Regulated destruction of biodiversity

Corporations and governments can legally destroy natural areas, even those that are protected, if they promise to compensate for the loss of biodiversity elsewhere. Such biodiversity compensation does not stop the loss of biodiversity, but it has nonetheless become an increasingly popular practice.

A sign in a nature reserve

Biodiversity compensation is not new: The United States, Germany, and India introduced the approach into their environmental regulations in the 1980s. Advocates of the idea claim that without such compensation, even more biodiversity would be destroyed. With the obligation to provide compensation, they claim, corporations that are destroying biodiversity at least compensate for their impacts by maintaining or improving biodiversity elsewhere.

Experience with biodiversity offsetting in many countries, however, demonstrates a different reality: Biodiversity offsetting undermines environmental protection. It allows companies to ignore environmental regulations at any particular place of interest to them as long as they promise to compensate for damage elsewhere. They can thereby claim to be respecting environmental protection laws while destroying the biodiversity of areas protected by law. In a way, compensation offsetting allows government agencies and banks, both private and public, to maintain a dependable flow of environmental licences and financing for corporate destruction, even in protected areas and World Heritage Sites. Biodiversity compensation is the regulatory tool that allows for such licensing of destruction, despite the growing catalogue of environmental regulations that has been evolving in response to public pressure for better environmental protection since the 1970s. 

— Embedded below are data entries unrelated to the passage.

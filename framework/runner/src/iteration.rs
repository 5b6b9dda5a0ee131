use gale_instruments::{OperationRecord, Sample};

use crate::context::VuContext;
use crate::group::RequestGroup;

/// Send each group's request in order, one at a time, recording a sample per request.
///
/// A failed check never ends the iteration early. The only thing that does is the graceful stop
/// budget running out, in which case the in-flight request is recorded as a timeout and no
/// further requests are sent.
pub fn run_iteration(groups: &[RequestGroup], ctx: &VuContext) -> Vec<Sample> {
    let runner_context = ctx.runner_context();
    let executor = runner_context.executor();
    let transport = runner_context.transport();

    let mut samples = Vec::with_capacity(groups.len());
    for group in groups {
        if executor.is_abandoned() {
            break;
        }

        let request = group.build_request(ctx.vu_id(), ctx.iteration());
        let meta = ctx.request_meta();
        let record = OperationRecord::new(group.name.clone(), ctx.vu_id(), ctx.iteration());

        let (sample, abandoned) = match executor.execute_in_place(transport.send(&request, meta)) {
            Ok(Ok(response)) => (record.response(response.status, group.expected_status), false),
            Ok(Err(e)) => {
                log::debug!("Request for group [{}] failed: {e}", group.name);
                (record.network_error(), false)
            }
            Err(_) => {
                log::debug!(
                    "Abandoned in-flight request for group [{}] on vu {}",
                    group.name,
                    ctx.vu_id()
                );
                (record.timed_out(), true)
            }
        };

        runner_context.store().record(sample.clone());
        samples.push(sample);

        if abandoned {
            break;
        }
    }

    samples
}

/// The loop of a single virtual user. Sends the setup groups once, as iteration 0, then runs
/// iterations until the run stops, the user is retired or in-flight work is abandoned.
pub(crate) fn run_virtual_user(mut ctx: VuContext) {
    log::debug!("Starting vu {}", ctx.vu_id());

    let runner_context = ctx.runner_context().clone();
    let mut rng = rand::thread_rng();

    if !runner_context.setup_groups().is_empty() && !ctx.should_stop() {
        let samples = run_iteration(runner_context.setup_groups(), &ctx);
        if samples.iter().any(|s| s.is_failure()) {
            log::debug!("vu {} had a failed check during setup", ctx.vu_id());
        }
    }

    loop {
        if ctx.should_stop() || runner_context.executor().is_abandoned() {
            break;
        }

        ctx.next_iteration();
        let groups = runner_context.plan().next_groups(&mut rng);
        let samples = run_iteration(groups, &ctx);
        if let Some(failed) = samples.iter().find(|s| s.is_failure()) {
            log::trace!(
                "vu {} iteration {} had a failed check on [{}]",
                ctx.vu_id(),
                ctx.iteration(),
                failed.group
            );
        }

        if !ctx.pace() {
            break;
        }
    }

    log::debug!("Stopping vu {} after {} iterations", ctx.vu_id(), ctx.iteration());
}
use std::sync::atomic::{AtomicUsize, Ordering};
use std::sync::Arc;

use gale_core::prelude::{DelegatedShutdownListener, RequestMeta, ShutdownHandle, Transport};
use gale_instruments::MetricStore;

use crate::config::Pacing;
use crate::executor::Executor;
use crate::group::{IterationPlan, RequestGroup};

/// State shared by every virtual user of a run. Read-only apart from the metric store and the
/// count of active virtual users.
pub struct RunnerContext {
    executor: Arc<Executor>,
    transport: Arc<dyn Transport>,
    store: Arc<MetricStore>,
    setup: Vec<RequestGroup>,
    plan: IterationPlan,
    pacing: Pacing,
    stop_handle: ShutdownHandle,
    active_vus: AtomicUsize,
}

impl RunnerContext {
    pub(crate) fn new(
        executor: Arc<Executor>,
        transport: Arc<dyn Transport>,
        store: Arc<MetricStore>,
        setup: Vec<RequestGroup>,
        plan: IterationPlan,
        pacing: Pacing,
        stop_handle: ShutdownHandle,
    ) -> Self {
        Self {
            executor,
            transport,
            store,
            setup,
            plan,
            pacing,
            stop_handle,
            active_vus: AtomicUsize::new(0),
        }
    }

    pub fn executor(&self) -> &Arc<Executor> {
        &self.executor
    }

    pub fn transport(&self) -> &Arc<dyn Transport> {
        &self.transport
    }

    pub fn store(&self) -> &Arc<MetricStore> {
        &self.store
    }

    /// Sent once by each virtual user before its first iteration.
    pub fn setup_groups(&self) -> &[RequestGroup] {
        &self.setup
    }

    pub fn plan(&self) -> &IterationPlan {
        &self.plan
    }

    pub fn pacing(&self) -> Pacing {
        self.pacing
    }

    pub(crate) fn stop_listener(&self) -> DelegatedShutdownListener {
        self.stop_handle.new_listener()
    }

    pub fn active_vus(&self) -> usize {
        self.active_vus.load(Ordering::Acquire)
    }

    pub(crate) fn set_active_vus(&self, count: usize) {
        self.active_vus.store(count, Ordering::Release);
    }
}

/// The state of a single virtual user.
pub struct VuContext {
    vu_id: usize,
    iteration: u64,
    runner_context: Arc<RunnerContext>,
    stop_listener: DelegatedShutdownListener,
    retire_listener: DelegatedShutdownListener,
}

impl VuContext {
    pub(crate) fn new(
        vu_id: usize,
        runner_context: Arc<RunnerContext>,
        retire_listener: DelegatedShutdownListener,
    ) -> Self {
        let stop_listener = runner_context.stop_listener();
        Self {
            vu_id,
            iteration: 0,
            runner_context,
            stop_listener,
            retire_listener,
        }
    }

    pub fn vu_id(&self) -> usize {
        self.vu_id
    }

    /// The current iteration, starting at 1 once the first iteration has begun.
    pub fn iteration(&self) -> u64 {
        self.iteration
    }

    pub fn runner_context(&self) -> &Arc<RunnerContext> {
        &self.runner_context
    }

    pub(crate) fn next_iteration(&mut self) {
        self.iteration += 1;
    }

    pub(crate) fn request_meta(&self) -> RequestMeta {
        RequestMeta {
            vu_id: self.vu_id,
            iteration: self.iteration,
            active_vus: self.runner_context.active_vus(),
        }
    }

    /// True once the run is stopping or this virtual user has been retired. The current
    /// iteration is allowed to finish, but no new one should start.
    pub fn should_stop(&self) -> bool {
        self.stop_listener.should_shutdown() || self.retire_listener.should_shutdown()
    }

    /// Sleep for the pacing interval. Returns false if the sleep was cut short.
    pub(crate) fn pace(&self) -> bool {
        let pause = self.runner_context.pacing().next(&mut rand::thread_rng());
        self.runner_context.executor().pause(
            pause,
            self.stop_listener.clone(),
            self.retire_listener.clone(),
        )
    }
}
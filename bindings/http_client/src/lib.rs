mod error;
mod forms;
mod transport;

pub mod prelude {
    pub use crate::error::FormError;
    pub use crate::forms::{
        ContactForm, FormClient, LoginForm, SubmissionOutcome, CONTACT_PATH, LOGIN_PATH,
    };
    pub use crate::transport::ReqwestTransport;

    // The transport seam lives in the core crate, re-export it so scenarios only need this one.
    pub use gale_core::prelude::{HttpMethod, HttpRequest, HttpResponse, RequestMeta, Transport};
}
use gale_core::prelude::DelegatedShutdownListener;
use indicatif::{ProgressBar, ProgressState, ProgressStyle};
use std::cmp::min;
use std::fmt::Write;
use std::time::{Duration, Instant};

/// Displays a progress bar while the test is running to show the user how long is left.
pub(crate) fn start_progress(planned_runtime: Duration, finished_listener: DelegatedShutdownListener) {
    let style = match ProgressStyle::with_template(
        "{spinner:.green} [{wide_bar:.cyan/blue}] [{elapsed_precise} / {planned_runtime}]",
    ) {
        Ok(style) => style,
        Err(e) => {
            log::warn!("Not showing progress: {e}");
            return;
        }
    };

    let hours = planned_runtime.as_secs() / 3600;
    let minutes = (planned_runtime.as_secs() % 3600) / 60;
    let seconds = planned_runtime.as_secs() % 60;
    let style = style
        .with_key(
            "planned_runtime",
            move |_state: &ProgressState, w: &mut dyn Write| {
                let _ = write!(w, "{:02}:{:02}:{:02}", hours, minutes, seconds);
            },
        )
        .progress_chars("#>-");

    let spawned = std::thread::Builder::new()
        .name("progress".to_string())
        .spawn(move || {
            let start_time = Instant::now();
            let pb = ProgressBar::new(planned_runtime.as_secs());
            pb.set_style(style);

            loop {
                if finished_listener.should_shutdown() {
                    log::trace!("Progress thread shutting down");
                    pb.finish_and_clear();
                    break;
                }

                let new = min(start_time.elapsed().as_secs(), planned_runtime.as_secs());
                pb.set_position(new);
                std::thread::sleep(Duration::from_millis(250));
            }
        });

    if let Err(e) = spawned {
        log::warn!("Failed to start progress thread: {e}");
    }
}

The following quote from a New Zealand-based law firm neatly sums up why corporations are interested in biodiversity offsetting: “Biodiversity offsets can help companies manage their risks more effectively and strengthen their licence to operate by showing regulators that operations can be based on a ‘no net loss’ or ‘net gain’ approach to biodiversity and by securing the support of local communities and civil society. Companies are increasingly seeking to demonstrate good practice on environmental issues to secure their licence to operate and access to capital, to obtain consent in a timely way, to operate cost effectively, and to maintain a competitive advantage.”

It comes as little surprise, then, that biodiversity offsetting has been gaining popularity. According to the International Union for Conservation of Nature (IUCN), the number of countries where biodiversity offsetting or other forms of compensation offsetting have been introduced into environmental regulations has nearly doubled since the turn of the century. The instrument received a major boost at the international level during the 2012 Rio+20 summit in Brazil. The summit was dominated by proposals on how to achieve a green economy through the economic valuation of nature, and compensation offsets were presented as integral parts of the green economy promise. Many of the biodiversity offset initiatives that exist today, both at the corporate and intergovernmental levels, can be traced back to the run-up and immediate follow-up to the Rio+20 summit.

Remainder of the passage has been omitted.